The economist’s theory of evolution
This dilemma is not new for Bitcoin. Its intentional restriction of block size and transaction capacity pioneered great technology, like the Lightning Network, and sparked debates over the adoption of colored coins, SegWit, and other changes in technology. base.
And Bitcoin is no exception. When other blockchains came to market, their ability to handle ERC-20 tokens, NFTs, and other operations limited their popularity. Ethereum faced similar limitations, but solved them somewhat with technical upgrades. However, this has led to DApps finding refuge in alternative chains. This led to serious interoperability issues, but the economist’s “evolutionary theory” proved true: the market evolves in the direction of maximum opportunity.
From an economist’s perspective, it’s crucial to note that bitcoin’s usefulness as a store of value is still not widely embraced beyond our industry. During the first phase of the COVID-19 pandemic, for example, we were curious to see how the crisis (the one Bitcoin was designed for) would drive demand for cryptocurrency. What emerged instead was that while some people were buying and HODL, others clearly preferred saving in their fiat currency and happily accepting support payments in fiat currency. Even though these fiat payments have unfortunately been heavily depreciated due to inflation, the widespread global investment and adoption of bitcoin has not materialized.
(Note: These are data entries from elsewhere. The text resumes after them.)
use super::*;

const LIMIT: ConfigKey<u32> = ConfigKey::new("limit");
const LABEL: ConfigKey<String> = ConfigKey::new("label");
const LIMIT_AS_TEXT: ConfigKey<String> = ConfigKey::new("limit");

#[test]
fn unset_key_reads_none() {
    let map = ConfigMap::new();

    assert_eq!(map.get(&LIMIT), None);
    assert!(!map.has(&LIMIT));
    assert!(map.is_empty());
}

#[test]
fn set_then_get() {
    let mut map = ConfigMap::new();
    map.set(&LIMIT, 10);
    map.set(&LABEL, "title".to_string());

    assert_eq!(map.get(&LIMIT), Some(&10));
    assert_eq!(map.get(&LABEL).map(String::as_str), Some("title"));
    assert_eq!(map.len(), 2);
}

#[test]
fn set_overwrites_silently() {
    let mut map = ConfigMap::new();
    map.set(&LIMIT, 10);
    map.set(&LIMIT, 20);

    assert_eq!(map.get(&LIMIT), Some(&20));
    assert_eq!(map.len(), 1);
}

#[test]
fn unset_removes_value() {
    let mut map = ConfigMap::new();
    map.set(&LIMIT, 10);

    assert!(map.unset(&LIMIT));
    assert!(!map.unset(&LIMIT));
    assert_eq!(map.get(&LIMIT), None);
}

#[test]
fn keys_keep_insertion_order() {
    let mut map = ConfigMap::new();
    map.set(&LABEL, String::new());
    map.set(&LIMIT, 1);

    assert_eq!(map.keys().collect::<Vec<_>>(), vec!["label", "limit"]);
}

#[test]
fn try_get_reports_type_mismatch() {
    let mut map = ConfigMap::new();
    map.set(&LIMIT, 10);

    let err = map.try_get(&LIMIT_AS_TEXT).unwrap_err();

    assert_eq!(
        err,
        Error::TypeMismatch {
            key: "limit",
            requested: "alloc::string::String",
            stored: "u32",
        }
    );
}

#[test]
#[should_panic(expected = "config key `limit`")]
fn get_panics_on_type_mismatch() {
    let mut map = ConfigMap::new();
    map.set(&LIMIT, 10);

    let _ = map.get(&LIMIT_AS_TEXT);
}

#[test]
fn key_debug_shows_name() {
    assert_eq!(format!("{LIMIT:?}"), "ConfigKey(\"limit\")");
}

#[test]
fn field_config_is_its_own_map() {
    let mut fc = FieldConfig::new("title");
    fc.set(&LIMIT, 3);

    assert_eq!(fc.field(), "title");
    assert_eq!(fc.get(&LIMIT), Some(&3));
    assert!(fc.has(&LIMIT));
    assert!(!fc.has(&LABEL));
    assert_eq!(fc.values().len(), 1);
}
But what happens behind closed doors? Bitcoin enters the cash reserves of many institutions, banks and countries. They realize its value and are already using it as a hedge against the next financial or global crisis.
When looking to the future, the pandemic is really an example of why we should be optimistic about where Bitcoin has reached. Although he is not (yet) the world reserve, he has succeeded. It took Google about 17 years since its inception and 11 years since its IPO to reach a $500 billion market capitalization. bitcoin did this in less than 12 years, and did not sell our data to advertisers to do so. Not only that, but it has come a long way while remaining a proof-of-work blockchain. There are many other chains that iterated continuously and expensively, facing diminished returns. Not Bitcoin.
However, we know that it is impossible for Bitcoin to evolve into what everyone wants it to be. There is no way (yet) to create a blockchain that can be a store of value, a mode of transaction, and a home for NFTs, tokens, and other valuable assets. But if the market is looking for a single blockchain for all these uses, then either Bitcoin will become one or another blockchain will.
Bitcoin’s race to lose
Of course, this “one blockchain to rule them all” thought has led many people to Ethereum, and its dominance has yet to materialize. Bitcoin could learn from Ethereum’s mistakes and use that time to redefine its identity and purpose in the market. For some, it will go down as the first and still the most successful example of a generalized digital currency that also solves the problem of trust. A truly decentralized and sovereign monetary system needs trust. Bitcoin provides that trust – and does it brilliantly with the absence of trust. Either way, that’s at the heart of its value as a system.
And Bitcoin, being the most free market that has ever existed, will indeed continue to evolve. Its independence drives its adaptability to changing market conditions, and this is what still makes it the blockchain of choice for many.
Of course, as a free market, we can only influence it through our daily actions. This is not a fault of Bitcoin. It is its best characteristic and the surest predictor of its ongoing successful evolution.
This is a guest post by Paolo Tasca. The opinions expressed are entirely their own and do not necessarily reflect those of BTC Inc or Bitcoin Magazine.